The mother’s feet clean around a rectangular basin filled with disinfecting solution, into which she drops the vent tubing.  According to mother, this twice weekly task not only cleanses, it purifies the tubing.  Would be nice if she washed the tubing first, but then again, I am a Virgo.  Nightly, the mother tells me she hates germs, they will make her son sick, give him a respiratory infection.  She never covers the rectangular basin, which sits next to the recycling bin, its grimy plastic top always open.  I need to keep this job, I do not tell mother and the dad you have to separate the uneaten food from its styrofoam container before discarding it.  I save my uneaten food, all of it, I bring it to work or eat it the next day.  When did I even have uneaten food to save?  The stench of the moldy food in the recycling bin hits my stomach, killing any hunger pangs I have, saving me food money for the week.  
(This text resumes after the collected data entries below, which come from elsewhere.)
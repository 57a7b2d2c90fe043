// Livestock feed prediction service: model loading and the HTTP layer around it

pub mod web;
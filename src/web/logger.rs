// log4rs setup: console always, plus a timestamped file when a log directory is set

use std::path::{Path, PathBuf};

use chrono::Local;
use log::LevelFilter;
use log4rs::append::console::ConsoleAppender;
use log4rs::append::file::FileAppender;
use log4rs::config::{Appender, Config, Root};
use log4rs::encode::pattern::PatternEncoder;

const LOG_PATTERN: &str = "{d(%Y-%m-%d %H:%M:%S)} - {l} - {m}{n}";

/// `<log_dir>/<YYYY-mm-dd-HH_MM>.log`
pub fn timestamped_log_path(log_dir: &Path) -> PathBuf {
    let timestamp = Local::now().format("%Y-%m-%d-%H_%M").to_string();
    log_dir.join(format!("{timestamp}.log"))
}

pub fn build_config(level: LevelFilter, log_dir: Option<&Path>) -> anyhow::Result<Config> {
    let console = ConsoleAppender::builder()
        .encoder(Box::new(PatternEncoder::new(LOG_PATTERN)))
        .build();

    let mut config = Config::builder().appender(Appender::builder().build("console", Box::new(console)));
    let mut root = Root::builder().appender("console");

    if let Some(dir) = log_dir {
        std::fs::create_dir_all(dir)?;
        let file_appender = FileAppender::builder()
            .encoder(Box::new(PatternEncoder::new(LOG_PATTERN)))
            .build(timestamped_log_path(dir))?;
        config = config.appender(Appender::builder().build("file", Box::new(file_appender)));
        root = root.appender("file");
    }

    Ok(config.build(root.build(level))?)
}

pub fn setup_logging(level: LevelFilter, log_dir: Option<&Path>) -> anyhow::Result<()> {
    log4rs::init_config(build_config(level, log_dir)?)?;
    Ok(())
}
Lucky man that I am, I have come to depend on life’s unanticipated gifts.

The mother is still talking, she has been going on for at least ten minutes, babbling something about how women, even the hookers on Hollywood Boulevard, want to believe a man like Richard Gere will save them.  Gere would not last ten minutes in this filth, funkier than any indie film squalor.  The smell of the open garbage can under the sink grabs my throat, my nostrils try to push out the stench of both it and the recycling bin.  No go.  The mother and dad do not empty either very often.  They do not have time for chores, what with both not working and staying home all day.  They must be exhausted after supervising the day nurse from eight in the morning until four in the afternoon.  Even I could clean this place up.  Easily.  Mother and dad are lucky, they have a working vacuum cleaner, full bottles of Windex, bleach and spray cleanser and dozens of rolls of paper towels. 

Let them live in their dirt, I need this gig.  Breathing in the smells that foul the kitchen air keeps me alert, on edge, awake and angry.  Even if I can not feel the air on my skin, it is time to open my eyes again, to hear the sounds around me.  
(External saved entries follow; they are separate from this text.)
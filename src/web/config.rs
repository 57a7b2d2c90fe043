// Server configuration from command line flags and environment variables

use std::net::SocketAddr;
use std::path::{Path, PathBuf};

use clap::Parser;
use log::LevelFilter;

pub const DEFAULT_PORT: u16 = 5000;

/// Artifact file name, looked up next to the executable unless overridden.
pub const MODEL_FILE_NAME: &str = "livestock_random_forest.json";

#[derive(Debug, Parser)]
#[command(name = "livestock_predict_web", version, about = "Livestock feed prediction web server")]
pub struct Cli {
    /// Port to listen on (all interfaces)
    #[arg(long, env = "PORT", default_value_t = DEFAULT_PORT)]
    pub port: u16,

    /// Model artifact path
    #[arg(long, env = "MODEL_PATH")]
    pub model_path: Option<PathBuf>,

    /// Load the model on the first prediction instead of at startup
    #[arg(long, env = "LAZY_LOAD", value_parser = clap::builder::BoolishValueParser::new())]
    pub lazy_load: bool,

    /// Directory for timestamped log files; console only when unset
    #[arg(long, env = "LOG_DIR")]
    pub log_dir: Option<PathBuf>,

    #[arg(long, env = "LOG_LEVEL", default_value = "info")]
    pub log_level: LevelFilter,
}

/// When the model artifact is read.
#[derive(Debug, Clone, Copy, PartialEq, Eq, Default)]
pub enum LoadStrategy {
    /// Before the server accepts connections.
    #[default]
    Eager,
    /// On the first prediction request.
    Lazy,
}

#[derive(Debug, Clone)]
pub struct ServerConfig {
    pub port: u16,
    pub model_path: PathBuf,
    pub load_strategy: LoadStrategy,
    pub log_dir: Option<PathBuf>,
    pub log_level: LevelFilter,
}

impl Default for ServerConfig {
    fn default() -> Self {
        Self {
            port: DEFAULT_PORT,
            model_path: default_model_path(),
            load_strategy: LoadStrategy::Eager,
            log_dir: None,
            log_level: LevelFilter::Info,
        }
    }
}

impl From<Cli> for ServerConfig {
    fn from(cli: Cli) -> Self {
        Self {
            port: cli.port,
            model_path: cli.model_path.unwrap_or_else(default_model_path),
            load_strategy: if cli.lazy_load {
                LoadStrategy::Lazy
            } else {
                LoadStrategy::Eager
            },
            log_dir: cli.log_dir,
            log_level: cli.log_level,
        }
    }
}

impl ServerConfig {
    pub fn bind_addr(&self) -> SocketAddr {
        SocketAddr::from(([0, 0, 0, 0], self.port))
    }
}

/// `MODEL_FILE_NAME` inside the directory holding the running executable.
pub fn default_model_path() -> PathBuf {
    let dir = std::env::current_exe()
        .ok()
        .and_then(|exe| exe.parent().map(Path::to_path_buf))
        .unwrap_or_else(|| PathBuf::from("."));
    dir.join(MODEL_FILE_NAME)
}

#[cfg(test)]
mod tests {
    use super::*;

    #[test]
    fn test_defaults() {
        let cli = Cli::try_parse_from(["livestock_predict_web"]).unwrap();
        let config = ServerConfig::from(cli);
        // PORT may be set in the environment running the tests
        if std::env::var_os("PORT").is_none() {
            assert_eq!(config.port, 5000);
        }
        assert!(config.model_path.ends_with(MODEL_FILE_NAME));
    }

    #[test]
    fn test_flags_override() {
        let cli = Cli::try_parse_from([
            "livestock_predict_web",
            "--port",
            "8081",
            "--model-path",
            "/tmp/model.json",
            "--lazy-load",
            "--log-level",
            "debug",
        ])
        .unwrap();
        let config = ServerConfig::from(cli);
        assert_eq!(config.port, 8081);
        assert_eq!(config.model_path, PathBuf::from("/tmp/model.json"));
        assert_eq!(config.load_strategy, LoadStrategy::Lazy);
        assert_eq!(config.log_level, LevelFilter::Debug);
    }

    #[test]
    fn test_bind_addr_uses_all_interfaces() {
        let config = ServerConfig {
            port: 6000,
            ..ServerConfig::default()
        };
        assert_eq!(config.bind_addr().to_string(), "0.0.0.0:6000");
    }

    #[test]
    fn test_lazy_load_env_accepts_boolish_values() {
        // Only this test touches LAZY_LOAD
        for (value, expected) in [
            ("1", LoadStrategy::Lazy),
            ("yes", LoadStrategy::Lazy),
            ("on", LoadStrategy::Lazy),
            ("true", LoadStrategy::Lazy),
            ("0", LoadStrategy::Eager),
            ("no", LoadStrategy::Eager),
            ("false", LoadStrategy::Eager),
        ] {
            std::env::set_var("LAZY_LOAD", value);
            let cli = Cli::try_parse_from(["livestock_predict_web"]);
            std::env::remove_var("LAZY_LOAD");
            let config = ServerConfig::from(cli.unwrap());
            assert_eq!(config.load_strategy, expected, "LAZY_LOAD={value}");
        }
    }

    #[test]
    fn test_invalid_port_is_rejected() {
        assert!(Cli::try_parse_from(["livestock_predict_web", "--port", "not-a-port"]).is_err());
    }
}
The mother continues her monologue.  I smile.  Nod my head.  Of course, women want what you are talking about, all my women friends want that.  I wash the respiratory equipment the day nurse used earlier in the day.  The mother left it to soak in an uncovered basin in the sink next to the dirty dishes, directly under the faucet.  Wanting to stay lucky, I do not ask.
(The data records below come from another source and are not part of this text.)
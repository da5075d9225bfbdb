// scheduler.rs - Chunked Host Scheduling
// Purpose: Stream the host list in bounded chunks and fully drain each chunk through
//          the prober before reading the next, capping in-flight memory

use anyhow::{Context, Result};
use rand::seq::SliceRandom;
use std::fs::File;
use std::io::{self, BufRead, BufReader};
use std::path::Path;
use std::sync::Arc;

use crate::candidates::CandidateGenerator;
use crate::progress::ScanReporter;
use crate::prober::ConcurrentProber;
use crate::registry::ScanCounters;

/// Trimmed, non-empty host lines from a reader, grouped `chunk_size` at a time
pub struct HostChunks<R> {
    lines: io::Split<R>,
    chunk_size: usize,
}

impl<R: BufRead> HostChunks<R> {
    pub fn new(reader: R, chunk_size: usize) -> Self {
        Self {
            lines: reader.split(b'\n'),
            chunk_size: chunk_size.max(1),
        }
    }
}

impl<R: BufRead> Iterator for HostChunks<R> {
    type Item = io::Result<Vec<String>>;

    fn next(&mut self) -> Option<Self::Item> {
        let mut chunk = Vec::with_capacity(self.chunk_size);
        while chunk.len() < self.chunk_size {
            match self.lines.next() {
                Some(Ok(raw)) => {
                    let line = String::from_utf8_lossy(&raw).trim().to_string();
                    if !line.is_empty() {
                        chunk.push(line);
                    }
                }
                Some(Err(e)) => return Some(Err(e)),
                None => break,
            }
        }
        (!chunk.is_empty()).then_some(Ok(chunk))
    }
}

pub struct ChunkedHostScheduler {
    chunk_size: usize,
    shuffle: bool,
    generator: CandidateGenerator,
    prober: ConcurrentProber,
    counters: Arc<ScanCounters>,
    reporter: Arc<dyn ScanReporter>,
}

impl ChunkedHostScheduler {
    pub fn new(
        chunk_size: usize,
        shuffle: bool,
        generator: CandidateGenerator,
        prober: ConcurrentProber,
        counters: Arc<ScanCounters>,
        reporter: Arc<dyn ScanReporter>,
    ) -> Self {
        Self {
            chunk_size: chunk_size.max(1),
            shuffle,
            generator,
            prober,
            counters,
            reporter,
        }
    }

    pub fn prober(&self) -> &ConcurrentProber {
        &self.prober
    }

    /// Scans every host in the file. Failing to open or read the file is the
    /// only error; per-host and per-request failures are absorbed.
    pub async fn run(&self, hosts_file: &Path) -> Result<()> {
        let file = File::open(hosts_file)
            .with_context(|| format!("Failed to open hosts file: {}", hosts_file.display()))?;
        let chunks = HostChunks::new(BufReader::new(file), self.chunk_size);

        if self.shuffle {
            // shuffling needs the whole list up front
            let mut hosts: Vec<String> = Vec::new();
            for chunk in chunks {
                hosts.extend(chunk.context("Failed to read hosts file")?);
            }
            hosts.shuffle(&mut rand::thread_rng());

            for (index, chunk) in hosts.chunks(self.chunk_size).enumerate() {
                self.run_chunk(index, chunk).await;
            }
        } else {
            for (index, chunk) in chunks.enumerate() {
                let chunk = chunk.context("Failed to read hosts file")?;
                self.run_chunk(index, &chunk).await;
            }
        }

        Ok(())
    }

    pub async fn run_chunk(&self, index: usize, hosts: &[String]) {
        self.reporter.chunk_started(index, hosts.len());

        let generator = &self.generator;
        let counters = &self.counters;
        let candidates = hosts.iter().flat_map(move |host| {
            counters.record_host();
            generator.for_host(host)
        });

        self.prober.run_chunk(candidates).await;
    }
}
After three weeks on duty, I catch a cold.  I have never experienced anything like this, my head is molten liquid, my nose a fountain of thick green snot, my lungs burning up at dawn, my throat coughing until my ribs feel like they are cracking apart.  I sit on the toilet for hours a day, emptying out whatever it is that has wormed its way into me.  I am off the case for a week, food money will be tight.  I still have the ten bucks in my wallet, but this is not the emergency.  Rice, peanut butter and jelly, a bag of pasta. Luckily, I am not the least bit hungry.

The mother and dad interrogate me when I return to work.  

“Do you catch colds often?”

“Why did you get so sick?”

“Will my son catch what you had?”

I smile.  Nod my head.  I tell them I am not used to staying up all night. I am fifty-six, after all.  They tell me I look forty.  I will not after a few more months of this mishegas.  I could tell them I have not had a cold in two years. I look around at the sticky table, the open recycling bin, the filthy shelves, the perpetually heated up oven.  I smile.  Nod my head.  I use rubbing alcohol to wipe down the Ikea folding table which stands next to the chair I sit on during the captivity of my eight hour shift, this chair being the only adult sized piece of furniture in the living room.  Who knows what is living and breathing on the chair and table, but it is a bitch to scrub the table clean.  For fifteen minutes every night, I work that table, only to find it filthy again the next night, filthy every night I work.  

I pick up the wastepaper basket next to the table, extending my neck to keep my head as far away from it as I can.  This basket has a different stench than that of the kitchen, filled to its brim with soiled diapers, used suctioned catheters and dirty baby wipes.  The lost boy is eight years old and still in diapers.  Unlucky kid.  I move the basket to the other side of the room, covering its exposed contents with a newspaper.  I empty it as soon as the chill parents fall asleep.  

Whenever I mess with the living room’s feng shui, the parents look at me as if I have rejected not only Julia Roberts, but her more talented in his pinky finger brother Eric.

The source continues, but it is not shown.